When “The Man”—big corporations—talk about going Green, is it a Black or White Situation?
I am a small business owner, active within the social and environmental space.
I am a concerned citizen, parent and consumer.
And I’m proud to say that sustainability is at the core of both my personal and work life.
However, I am struggling with a few issues, and I know I’m not alone. So I hope that by putting them out there, I might actually find some answers…
In my line of work, I have few opportunities to work with large corporations on their CSR [Corporate Social Responsibility] initiatives, and so I recently attended the Ethical Sourcing Forum [ESF] in NYC in order to feel more connected, and to be clearer about the kinds of social and environmental transformations that are happening on a much larger scale.
Hosted by Intertek Sustainability Solutions, the ESF brings together CSR practitioners, NGOs [non-profits], and activists to tackle the many complicated challenges around human rights issues, supply chain transparency, and accountability. It was an intimate gathering of sustainability leaders having real conversations about real problems, and working together to come up with solutions.

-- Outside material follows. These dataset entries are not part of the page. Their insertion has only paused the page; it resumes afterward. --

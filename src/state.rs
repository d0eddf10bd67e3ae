use serde::{Deserialize, Serialize};

/// Reveal cursor after a fresh catalog load, and the step added per
/// "load more" request.
pub const REVEAL_STEP: usize = 20;

#[derive(Clone, Debug, PartialEq, Serialize, Deserialize)]
pub struct PokemonSummary {
    pub name: String,
    pub id: u16,
    pub weight: u32,
}

#[derive(Clone, Copy, Debug, Default, PartialEq, Eq, Serialize, Deserialize)]
pub enum SortKey {
    NameAsc,
    NameDesc,
    #[default]
    IdAsc,
    IdDesc,
    WeightAsc,
    WeightDesc,
}

#[derive(Clone, Debug, PartialEq, Serialize, Deserialize)]
pub struct StatValue {
    pub name: String,
    pub value: u16,
}

#[derive(Clone, Debug, PartialEq, Serialize, Deserialize)]
pub struct AbilityInfo {
    pub name: String,
    pub effect: String,
}

/// One node of the flattened evolution tree. `depth` is 0 for the chain
/// root and parent depth + 1 for every child, in depth-first child order.
#[derive(Clone, Debug, PartialEq, Serialize, Deserialize)]
pub struct EvolutionStage {
    pub name: String,
    pub image_url: String,
    pub depth: u8,
}

#[derive(Clone, Debug, Default, PartialEq, Serialize, Deserialize)]
pub struct DetailImages {
    pub front_default: Option<String>,
    pub front_shiny: Option<String>,
    pub showdown_front_default: Option<String>,
    pub showdown_front_shiny: Option<String>,
}

#[derive(Clone, Debug, PartialEq, Serialize, Deserialize)]
pub struct PokemonDetail {
    pub id: u16,
    pub name: String,
    pub types: Vec<String>,
    pub images: DetailImages,
    pub description: String,
    pub abilities: Vec<AbilityInfo>,
    pub stats: Vec<StatValue>,
    pub evolution: Vec<EvolutionStage>,
}

#[derive(Clone, Debug, Serialize, Deserialize)]
pub struct AppState {
    pub all: Vec<PokemonSummary>,
    pub visible: Vec<PokemonSummary>,
    pub query: String,
    pub sort_key: SortKey,
    pub revealed: usize,
    pub catalog_loading: bool,
    pub detail_loading: bool,
    pub detail: Option<PokemonDetail>,
    pub message: Option<String>,
}

impl Default for AppState {
    fn default() -> Self {
        Self {
            all: Vec::new(),
            visible: Vec::new(),
            query: String::new(),
            sort_key: SortKey::default(),
            revealed: REVEAL_STEP,
            catalog_loading: false,
            detail_loading: false,
            detail: None,
            message: None,
        }
    }
}

impl AppState {
    /// Recomputes `visible` from `(all, query, sort_key)` in one step.
    /// Filter and sort always run together.
    pub fn rebuild_visible(&mut self) {
        self.visible = compute_visible(&self.all, &self.query, self.sort_key);
    }

    /// `revealed` is monotonic within a session and is not reset when the
    /// query or sort key changes, so it can point past the end of a freshly
    /// shrunk `visible`. Clamp here rather than at every mutation site.
    pub fn visible_slice(&self) -> &[PokemonSummary] {
        let end = self.revealed.min(self.visible.len());
        &self.visible[..end]
    }

    pub fn reveal_more(&mut self, n: usize) {
        self.revealed = (self.revealed + n).min(self.visible.len());
    }
}

/// Filter by case-insensitive substring match on name, then stable-sort by
/// the key's comparator. Pure; callers own when it runs.
pub fn compute_visible(
    all: &[PokemonSummary],
    query: &str,
    sort_key: SortKey,
) -> Vec<PokemonSummary> {
    let query = query.to_lowercase();
    let mut visible: Vec<PokemonSummary> = all
        .iter()
        .filter(|entry| query.is_empty() || entry.name.to_lowercase().contains(&query))
        .cloned()
        .collect();

    match sort_key {
        SortKey::NameAsc => visible.sort_by(|a, b| a.name.cmp(&b.name)),
        SortKey::NameDesc => visible.sort_by(|a, b| b.name.cmp(&a.name)),
        SortKey::IdAsc => visible.sort_by_key(|entry| entry.id),
        SortKey::IdDesc => visible.sort_by(|a, b| b.id.cmp(&a.id)),
        SortKey::WeightAsc => visible.sort_by_key(|entry| entry.weight),
        SortKey::WeightDesc => visible.sort_by(|a, b| b.weight.cmp(&a.weight)),
    }
    visible
}

/// Formats an API identifier for display: "mr-mime" -> "Mr Mime".
pub fn display_name(name: &str) -> String {
    name.split('-')
        .map(|word| {
            let mut chars = word.chars();
            match chars.next() {
                Some(first) => first.to_uppercase().chain(chars).collect::<String>(),
                None => String::new(),
            }
        })
        .collect::<Vec<_>>()
        .join(" ")
}

#[cfg(test)]
mod tests {
    use super::*;
    use pretty_assertions::assert_eq;

    fn summary(name: &str, id: u16, weight: u32) -> PokemonSummary {
        PokemonSummary {
            name: name.to_string(),
            id,
            weight,
        }
    }

    fn starters() -> Vec<PokemonSummary> {
        vec![
            summary("bulbasaur", 1, 69),
            summary("charmander", 4, 85),
            summary("squirtle", 7, 90),
            summary("charmeleon", 5, 190),
            summary("charizard", 6, 905),
        ]
    }

    #[test]
    fn empty_query_keeps_every_entry() {
        let all = starters();
        let visible = compute_visible(&all, "", SortKey::IdAsc);
        assert_eq!(visible.len(), all.len());
    }

    #[test]
    fn filter_is_case_insensitive_substring() {
        let all = starters();
        let visible = compute_visible(&all, "CHAR", SortKey::IdAsc);
        let names: Vec<&str> = visible.iter().map(|entry| entry.name.as_str()).collect();
        assert_eq!(names, vec!["charmander", "charmeleon", "charizard"]);
    }

    #[test]
    fn char_search_orders_by_ascending_id() {
        let all = starters();
        let visible = compute_visible(&all, "char", SortKey::IdAsc);
        let ids: Vec<u16> = visible.iter().map(|entry| entry.id).collect();
        assert_eq!(ids, vec![4, 5, 6]);
    }

    #[test]
    fn every_sort_key_yields_total_order() {
        let all = starters();
        for key in [
            SortKey::NameAsc,
            SortKey::NameDesc,
            SortKey::IdAsc,
            SortKey::IdDesc,
            SortKey::WeightAsc,
            SortKey::WeightDesc,
        ] {
            let once = compute_visible(&all, "", key);
            let twice = compute_visible(&once, "", key);
            assert_eq!(once, twice, "resorting with {key:?} must be a fixed point");
        }

        let by_name = compute_visible(&all, "", SortKey::NameAsc);
        assert_eq!(by_name[0].name, "bulbasaur");
        assert_eq!(by_name.last().map(|e| e.name.as_str()), Some("squirtle"));

        let by_weight_desc = compute_visible(&all, "", SortKey::WeightDesc);
        assert_eq!(by_weight_desc[0].name, "charizard");
    }

    #[test]
    fn reveal_more_clamps_to_visible_length() {
        let mut state = AppState {
            all: starters(),
            revealed: 0,
            ..Default::default()
        };
        state.rebuild_visible();

        state.reveal_more(20);
        assert_eq!(state.revealed, 5);
        state.reveal_more(20);
        assert_eq!(state.revealed, 5, "revealing past the end is a no-op");
    }

    #[test]
    fn stale_reveal_cursor_is_clamped_at_read_time() {
        let mut state = AppState {
            all: starters(),
            revealed: 100,
            ..Default::default()
        };
        state.rebuild_visible();
        assert_eq!(state.visible_slice().len(), 5);

        state.query = "char".to_string();
        state.rebuild_visible();
        // revealed is not reset on a query change; the slice must clamp.
        assert_eq!(state.revealed, 100);
        assert_eq!(state.visible_slice().len(), 3);
    }

    #[test]
    fn display_name_capitalizes_hyphenated_words() {
        assert_eq!(display_name("mr-mime"), "Mr Mime");
        assert_eq!(display_name("charizard"), "Charizard");
        assert_eq!(display_name("ho-oh"), "Ho Oh");
        // Deterministic for the same input.
        assert_eq!(display_name("mr-mime"), display_name("mr-mime"));
    }
}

But there I was in the same room with people from Wal-Mart, Disney, Coca Cola, Cadbury, IBM, Monsanto—you get the picture. I’ve had the opportunity to come together with these same companies at forums like LOHAS, but for totally different reasons. After hearing from these companies and learning about their supply chain challenges and human rights issues, I actually started to feel uncomfortable, and slightly squirmy in my seat. An already gray area for me was becoming even murkier. And for a gal who prefers things to be black or white (and often green), I was moving outside of my comfort zone.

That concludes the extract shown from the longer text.